Le Parti socialiste en France s'est réclamé depuis longtemps de la gauche. Or depuis plusieurs années il a abandonné sa thèse des nécessaires réformes pour dépasser le capitalisme pour
adhérer à celle de la régulation du capitalisme. On a vu dans la logique de cette évolution, la plupart des dirigeants de ce parti adopter sous couvert de réalisme ce que certains ont
nommé le social-libéralisme et même un nombre non négligeable d'entre eux rejoindre le gouvernement de droite. Autrement dit le P.S a opté pour un accompagnement du capitalisme qui consiste à
trouver les meilleurs moyens pour que les diverses forces sociales collaborent, trouvent un "modus vivendi" qui serait supposé permettre au capitalisme d'être moins sauvage. Mais la
réalité contredit chque jour cette thèse, le capitalisme développe une inhumanité sans précédent dans l'histoire touchant les plus larges masses d'individus sur la planète partout où il
n'y a pas une volonté majortitaire des peuples à rompre avec lui dans encore de trops rares endroits comme le Venezuela ou Cuba.

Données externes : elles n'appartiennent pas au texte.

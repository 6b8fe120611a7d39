//! Numerical search engines shared by the solvers.

mod lm;
mod pattern;

pub use lm::{minimize_bounded, LmConfig, LmOutcome, ResidualModel};
pub use pattern::{
    pattern_search, PatternSearchConfig, PatternSearchOutcome, PatternSearchStop,
    ScalarObjective,
};
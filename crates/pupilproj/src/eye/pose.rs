use nalgebra::Matrix3;
use serde::{Deserialize, Serialize};

use crate::error::{config_err, Result};

/// Eye rotation and pupil size for one frame.
///
/// Angles are in degrees, the radius in millimeters.
#[derive(Debug, Clone, Copy, PartialEq, Serialize, Deserialize)]
pub struct EyePose {
    pub azimuth: f64,
    pub elevation: f64,
    /// Held at zero by all fitting routines.
    pub torsion: f64,
    pub pupil_radius: f64,
}

impl EyePose {
    /// Pose with zero torsion.
    pub fn new(azimuth: f64, elevation: f64, pupil_radius: f64) -> Self {
        Self {
            azimuth,
            elevation,
            torsion: 0.0,
            pupil_radius,
        }
    }

    /// All-NaN pose for frames without data.
    pub fn nan() -> Self {
        Self::from_array([f64::NAN; 4])
    }

    /// `[azimuth, elevation, torsion, pupil_radius]`.
    pub fn to_array(self) -> [f64; 4] {
        [self.azimuth, self.elevation, self.torsion, self.pupil_radius]
    }

    pub fn from_array(v: [f64; 4]) -> Self {
        Self {
            azimuth: v[0],
            elevation: v[1],
            torsion: v[2],
            pupil_radius: v[3],
        }
    }

    pub fn is_finite(&self) -> bool {
        self.to_array().iter().all(|v| v.is_finite())
    }

    /// Head-fixed rotation: azimuth about p3, then elevation about p2, then
    /// torsion about p1 (`R = R_tor · R_ele · R_azi`).
    ///
    /// Positive azimuth turns the pupil toward +p2, positive elevation toward
    /// +p3.
    pub fn rotation_matrix(&self) -> Matrix3<f64> {
        let (sa, ca) = self.azimuth.to_radians().sin_cos();
        let (se, ce) = self.elevation.to_radians().sin_cos();
        let (st, ct) = self.torsion.to_radians().sin_cos();

        #[rustfmt::skip]
        let r_azi = Matrix3::new(
            ca, -sa, 0.0,
            sa,  ca, 0.0,
            0.0, 0.0, 1.0,
        );
        #[rustfmt::skip]
        let r_ele = Matrix3::new(
            ce, 0.0, -se,
            0.0, 1.0, 0.0,
            se, 0.0,  ce,
        );
        #[rustfmt::skip]
        let r_tor = Matrix3::new(
            1.0, 0.0, 0.0,
            0.0,  ct, -st,
            0.0,  st,  ct,
        );
        r_tor * r_ele * r_azi
    }
}

/// Box constraints on the pose search.
#[derive(Debug, Clone, Copy, PartialEq, Serialize, Deserialize)]
pub struct PoseBounds {
    pub lower: EyePose,
    pub upper: EyePose,
}

impl Default for PoseBounds {
    /// Physiological limits: ±35° azimuth, ±25° elevation, 0.25–4 mm radius.
    fn default() -> Self {
        Self {
            lower: EyePose::new(-35.0, -25.0, 0.25),
            upper: EyePose::new(35.0, 25.0, 4.0),
        }
    }
}

impl PoseBounds {
    /// Check that every bound is finite and ordered.
    pub fn validate(&self) -> Result<()> {
        let lo = self.lower.to_array();
        let hi = self.upper.to_array();
        for (i, name) in ["azimuth", "elevation", "torsion", "pupil_radius"]
            .iter()
            .enumerate()
        {
            if !lo[i].is_finite() || !hi[i].is_finite() {
                return Err(config_err(format!("{name} bounds must be finite")));
            }
            if lo[i] > hi[i] {
                return Err(config_err(format!(
                    "{name} lower bound {} exceeds upper bound {}",
                    lo[i], hi[i]
                )));
            }
        }
        if self.lower.pupil_radius < 0.0 {
            return Err(config_err("pupil_radius lower bound must be non-negative"));
        }
        Ok(())
    }

    /// Copy with the pupil radius pinned to `radius`.
    pub fn with_fixed_radius(mut self, radius: f64) -> Self {
        self.lower.pupil_radius = radius;
        self.upper.pupil_radius = radius;
        self
    }

    /// Clamp each component of `pose` into the bounds.
    pub fn clamp(&self, pose: EyePose) -> EyePose {
        let lo = self.lower.to_array();
        let hi = self.upper.to_array();
        let mut v = pose.to_array();
        for i in 0..4 {
            v[i] = v[i].clamp(lo[i], hi[i]);
        }
        EyePose::from_array(v)
    }

    pub fn contains(&self, pose: &EyePose) -> bool {
        let lo = self.lower.to_array();
        let hi = self.upper.to_array();
        pose.to_array()
            .iter()
            .enumerate()
            .all(|(i, v)| *v >= lo[i] && *v <= hi[i])
    }
}

#[cfg(test)]
mod tests {
    use super::*;
    use approx::assert_relative_eq;
    use nalgebra::Vector3;

    #[test]
    fn rotation_directions() {
        let axis = Vector3::new(1.0, 0.0, 0.0);
        let right = EyePose::new(10.0, 0.0, 2.0).rotation_matrix() * axis;
        assert!(right.y > 0.0);
        assert_relative_eq!(right.z, 0.0);
        let up = EyePose::new(0.0, 10.0, 2.0).rotation_matrix() * axis;
        assert!(up.z > 0.0);
        assert_relative_eq!(up.y, 0.0);
    }

    #[test]
    fn rotation_order_is_not_fick() {
        let pose = EyePose::new(30.0, 20.0, 2.0);
        let axis = Vector3::new(1.0, 0.0, 0.0);
        let head_fixed = pose.rotation_matrix() * axis;
        let azi_only = EyePose::new(30.0, 0.0, 2.0).rotation_matrix();
        let ele_only = EyePose::new(0.0, 20.0, 2.0).rotation_matrix();
        let fick = azi_only * ele_only * axis;
        assert!((head_fixed - fick).norm() > 1e-3);
        assert_relative_eq!(pose.rotation_matrix().determinant(), 1.0, epsilon = 1e-12);
    }

    #[test]
    fn bounds_validation() {
        assert!(PoseBounds::default().validate().is_ok());
        let mut bad = PoseBounds::default();
        bad.lower.azimuth = 40.0;
        assert!(bad.validate().is_err());
        let mut nan = PoseBounds::default();
        nan.upper.elevation = f64::NAN;
        assert!(nan.validate().is_err());
    }

    #[test]
    fn fixed_radius_clamps() {
        let b = PoseBounds::default().with_fixed_radius(2.5);
        let p = b.clamp(EyePose::new(50.0, -40.0, 1.0));
        assert_eq!(p, EyePose::new(35.0, -25.0, 2.5));
        assert!(b.contains(&p));
    }
}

De son côté, victime idéologique de l'écroulement des sociétés de l'Est qui se réclamaient du communisme, déstabilisé par les rapides modifications sociologiques intervenues
dans la classe ouvrière notamment avec les mutations qui ont eu cours dans le travail ces dernières décennies, et affaibli par ses difficultés à théoriser ces
évolutions pour en tirer des enseignements et des conséquences pratiques quant à ses formes d'organisation et quant à ses alliances, le Parti communiste a connu une baisse
d'influence considérable même si il se donne toujours comme objectif le dépassement du capitalisme et qu'il a procédé à une avancée théorique majeure sur la démocratie la
considérant comme le moteur et le but de la transformation.
Les organisations troskystes, quant à elle, se réclamant de la rupture avec le capitalisme, n'ont pas davantage pris en compte les évolutions de la nouvelle classe ouvrière et n'ont que très peu
avancé sur le plan théorique, la plupart étant même très en retard sur le parti communiste concernant les questions relatives à la démocratie considérée comme but et comme moyen de la
transformation sociale. Même si une organisation comme la LCR a pu progresser sur le plan électoral en bénéficiant de la crise de la gauche traditionnelle, elle reste prisonnière d'une
stratégie qui place la création d'un parti de la gauche radicale en termes politiciens de positionnement vis à vis du Parti socialiste éloigné de l'idée fondamentale de mouvement
populaire majoritaire sans lequel il ne peut y avoir de transition au socialisme.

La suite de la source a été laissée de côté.